Muscarinic cholinergic receptor structure. Receptor size, membrane orientation, and absence of major phylogenetic structural diversity.

The structure of the muscarinic acetylcholine receptor was investigated by comparing polypeptides identified by sodium dodecyl sulfate (NaDodSO4)-polyacrylamide gel electrophoresis with the size of the intact receptor in cell membranes as determined by target size analysis. Muscarinic receptors from human, dog, and rat brain, rat and dog cardiac muscle, and guinea pig ileum longitudinal smooth muscle labeled with [3H] propylbenzilylcholine mustard, a covalent affinity reagent, appeared as single polypeptides with molecular weights of 80,000 on NaDodSO4-polyacrylamide gels. NaDodSO4-polyacrylamide gels of ileum smooth muscle muscarinic receptor also consistently displayed smaller peptides of 64, 52, 42, 36, 23, and 18 kDa. In order to determine whether the 80-kDa protein represented all or only a portion of the muscarinic receptor, target size analysis was undertaken. Radiation-induced receptor inactivation was measured by loss of [3H]quinuclidinyl benzilate specific binding and by loss of [3H]propylbenzilylcholine mustard-labeled receptor protein on NaDodSO4 gels. Target size analysis of rat and human brain, canine heart, and guinea pig ileum smooth muscle muscarinic receptors all indicated that the intact membrane-bound receptor has an average molecular mass of 80,000 daltons.
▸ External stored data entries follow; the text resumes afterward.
//! Data source registry and factory
//!
//! This module provides:
//! - The `DataSource` capability trait
//! - Central registration of all supported sources
//! - A factory function resolving a source by its configured name
//!
//! All source-specific logic must live in dedicated modules. The polling
//! engine interacts exclusively through the `DataSource` trait.

pub mod bitstamp;
pub mod source;

use std::sync::Arc;
use std::time::Duration;

use crate::error::{CollectorError, Result};

pub use source::DataSource;

/// Connects a data source by name.
///
/// CONTRACT:
/// - `name` MUST match the `source` field in config.json
/// - Source names are lowercase and stable
///
/// RETURNS:
/// - A shared source ready to be bound by workers
/// - `CollectorError::Configuration` for unknown names
/// - Whatever the source's own start-up (e.g. loading its pair list) fails with
pub async fn connect_source(name: &str, budget: Duration) -> Result<Arc<dyn DataSource>> {
    match name {
        "bitstamp" => Ok(Arc::new(bitstamp::BitstampSource::connect(budget).await?)),
        other => Err(CollectorError::Configuration(format!(
            "data source '{other}' is not supported"
        ))),
    }
}

#[cfg(test)]
mod tests {
    use super::*;

    #[tokio::test]
    async fn unknown_source_is_a_configuration_error() {
        let result = connect_source("nosuchexchange", Duration::from_secs(1)).await;
        assert!(matches!(result, Err(CollectorError::Configuration(_))));
    }
}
These data demonstrate that the protein isolated on NaDodSO4 gels represents the intact receptor molecule. The question of whether structurally distinct receptors exist in different tissues and species was answered, in part, by limited proteolysis studies of the 80-kDa protein isolated from the above tissues. Trypsin and papain produce peptides of 64, 52, 42, 36, 23, and 18 kDa from all receptors studied, indicating a lack of major structural diversity and the absence of multiple structural forms of the muscarinic receptor. Limited proteolysis of the membrane-bound receptor produces a major peptide of 42,000 daltons and minor peptides of 36, 23, and 18 kDa, all of which contain the ligand binding site and protrude from the membrane into the extracellular space.